Aktivist der Friedensbewegung - DDR-Bürgerrechtler Reinhard Schult ist tot

Archivbild: Reinhard Schult vom Neuen Forum im Jahr 1991. (Quelle: dpa/Jan Bauer)
Bild: dpa/Jan Bauer

Der frühere DDR-Bürgerrechtler und Mitgründer des "Neuen Forums" Reinhard Schult ist tot.
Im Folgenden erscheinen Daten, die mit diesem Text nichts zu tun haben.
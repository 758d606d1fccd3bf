//! Single forward scan that resolves block spans.
//!
//! The scan keeps explicit per-spec state instead of loop-local flags. A spec
//! only starts looking for its start marker once the previous spec's start has
//! been seen, and a recorded start is never overwritten by a later match.

use crate::boundary::BoundaryDetector;
use crate::document::Document;
use crate::error::{Boundary, Error, Result};
use crate::spec::{BlockSpec, Span};

enum Slot {
    AwaitingStart,
    AwaitingEnd {
        start: usize,
        detector: Box<dyn BoundaryDetector>,
    },
    Resolved(Span),
}

impl Slot {
    fn start(&self) -> Option<usize> {
        match self {
            Slot::AwaitingStart => None,
            Slot::AwaitingEnd { start, .. } => Some(*start),
            Slot::Resolved(span) => Some(span.start),
        }
    }

    fn end(&self) -> Option<usize> {
        match self {
            Slot::Resolved(span) => Some(span.end),
            _ => None,
        }
    }
}

/// Scan state threaded through the pass over a document.
pub struct ScanState<'a> {
    specs: &'a [BlockSpec],
    slots: Vec<Slot>,
    cursor: usize,
}

impl<'a> ScanState<'a> {
    pub fn new(specs: &'a [BlockSpec]) -> Self {
        Self {
            specs,
            slots: specs.iter().map(|_| Slot::AwaitingStart).collect(),
            cursor: 0,
        }
    }

    /// Index of the next line to be fed.
    pub fn cursor(&self) -> usize {
        self.cursor
    }

    /// True once every spec has a resolved span.
    pub fn is_complete(&self) -> bool {
        self.slots.iter().all(|slot| matches!(slot, Slot::Resolved(_)))
    }

    /// Feed the next line (without terminator) to every spec still in play.
    pub fn feed(&mut self, line: &str) {
        let specs = self.specs;
        let index = self.cursor;
        self.cursor += 1;

        for k in 0..self.slots.len() {
            let previous_started = k == 0 || self.slots[k - 1].start().is_some();
            let spec = &specs[k];

            match &mut self.slots[k] {
                Slot::AwaitingStart => {
                    if previous_started && line.contains(spec.start_marker.as_str()) {
                        tracing::debug!(block = %spec.name, line = index + 1, "found start marker");
                        let mut detector = spec.end.detector();
                        self.slots[k] = if detector.ends_block(0, line) {
                            tracing::debug!(block = %spec.name, line = index + 1, "block closes on its start line");
                            Slot::Resolved(Span::new(index, index))
                        } else {
                            Slot::AwaitingEnd {
                                start: index,
                                detector,
                            }
                        };
                    }
                }
                Slot::AwaitingEnd { start, detector } => {
                    let start = *start;
                    if detector.ends_block(index - start, line) {
                        tracing::debug!(block = %spec.name, line = index + 1, "found end boundary");
                        self.slots[k] = Slot::Resolved(Span::new(start, index));
                    }
                }
                Slot::Resolved(_) => {}
            }
        }
    }

    /// Validate the final state and return one span per spec, in spec order.
    ///
    /// Overlap is reported before missing boundaries when both apply, since a
    /// later start landing inside an earlier block is the more specific fault.
    pub fn finish(self) -> Result<Vec<Span>> {
        let specs = self.specs;
        for k in 1..self.slots.len() {
            if let (Some(previous_end), Some(start)) = (self.slots[k - 1].end(), self.slots[k].start()) {
                if start <= previous_end {
                    return Err(Error::InvalidSpanOrder {
                        spec_index: k,
                        name: specs[k].name.clone(),
                        start,
                        previous_end,
                    });
                }
            }
        }

        self.slots
            .into_iter()
            .enumerate()
            .map(|(k, slot)| match slot {
                Slot::Resolved(span) => Ok(span),
                Slot::AwaitingStart => Err(Error::BlockNotFound {
                    spec_index: k,
                    name: specs[k].name.clone(),
                    boundary: Boundary::Start,
                }),
                Slot::AwaitingEnd { .. } => Err(Error::BlockNotFound {
                    spec_index: k,
                    name: specs[k].name.clone(),
                    boundary: Boundary::End,
                }),
            })
            .collect()
    }
}

/// Resolve one span per spec in a single forward pass over `document`.
///
/// # Errors
///
/// - [`Error::EmptyDocument`] if the document has no lines
/// - [`Error::EmptyPlan`] if `specs` is empty
/// - [`Error::BlockNotFound`] if a start or end boundary never matches
/// - [`Error::InvalidSpanOrder`] if a block starts at or before the previous block's end
pub fn locate_blocks(document: &Document, specs: &[BlockSpec]) -> Result<Vec<Span>> {
    if document.is_empty() {
        return Err(Error::EmptyDocument);
    }
    if specs.is_empty() {
        return Err(Error::EmptyPlan);
    }
    for (k, spec) in specs.iter().enumerate() {
        if spec.start_marker.is_empty() {
            return Err(Error::InvalidSpec {
                spec_index: k,
                name: spec.name.clone(),
                reason: "start marker is empty".into(),
            });
        }
    }

    let mut state = ScanState::new(specs);
    for index in 0..document.len() {
        if state.is_complete() {
            break;
        }
        if let Some(line) = document.line(index) {
            state.feed(line);
        }
    }
    tracing::debug!(lines_scanned = state.cursor(), "scan finished");
    state.finish()
}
Zwei Tage nach seinem 70. Geburtstag starb Schult am Samstag nach langer schwerer Krankheit, teilte die Robert-Havemann-Gesellschaft mit.

Bundesverdienstkreuz für Engagement

Brandenburgs Ministerpräsident Dietmar Woidke würdigte Schult am Dienstag als "wichtigen Aktivisten der Friedens- und Menschenrechtsbewegung in der DDR". Er betonte, dass es ohne engagierte Menschen wie Reinhard Schult die friedliche Revolution nicht gegeben hätte. "Trotz Inhaftierung mit 28 Jahren wurde er nicht müde, auf die Missstände des DDR-Staates aufmerksam zu machen."

2014 wurde Schult mit dem Bundesverdienstkreuz für sein außerordentliches Engagement vor, während und nach der friedlichen Revolution ausgezeichnet.

Unermüdlich bis zur Rente

Schult engagierte sich im Friedrichsfelder Friedenskreis, gründete das Netzwerk Kirche von Unten und 1989 das Neue Forum. Mit seinem Einsatz wirkte er bei der Aufdeckung der Wahlfälschung im Mai 1989 mit. Er nahm im September 1990 an der zweiten Besetzung der Stasi-Zentrale teil und verhinderte so die dauerhafte Sperrung der Stasiakten. Zudem setzte sich Schult für die Stasi-Überprüfung der Abgeordneten der ersten frei gewählten Volkskammer ein.

Schult arbeitete von 2010 bis zu seiner Rente als Bürgerberater für Brandenburgs Landesbeauftragte zur Aufarbeitung der Folgen kommunistischer Diktatur.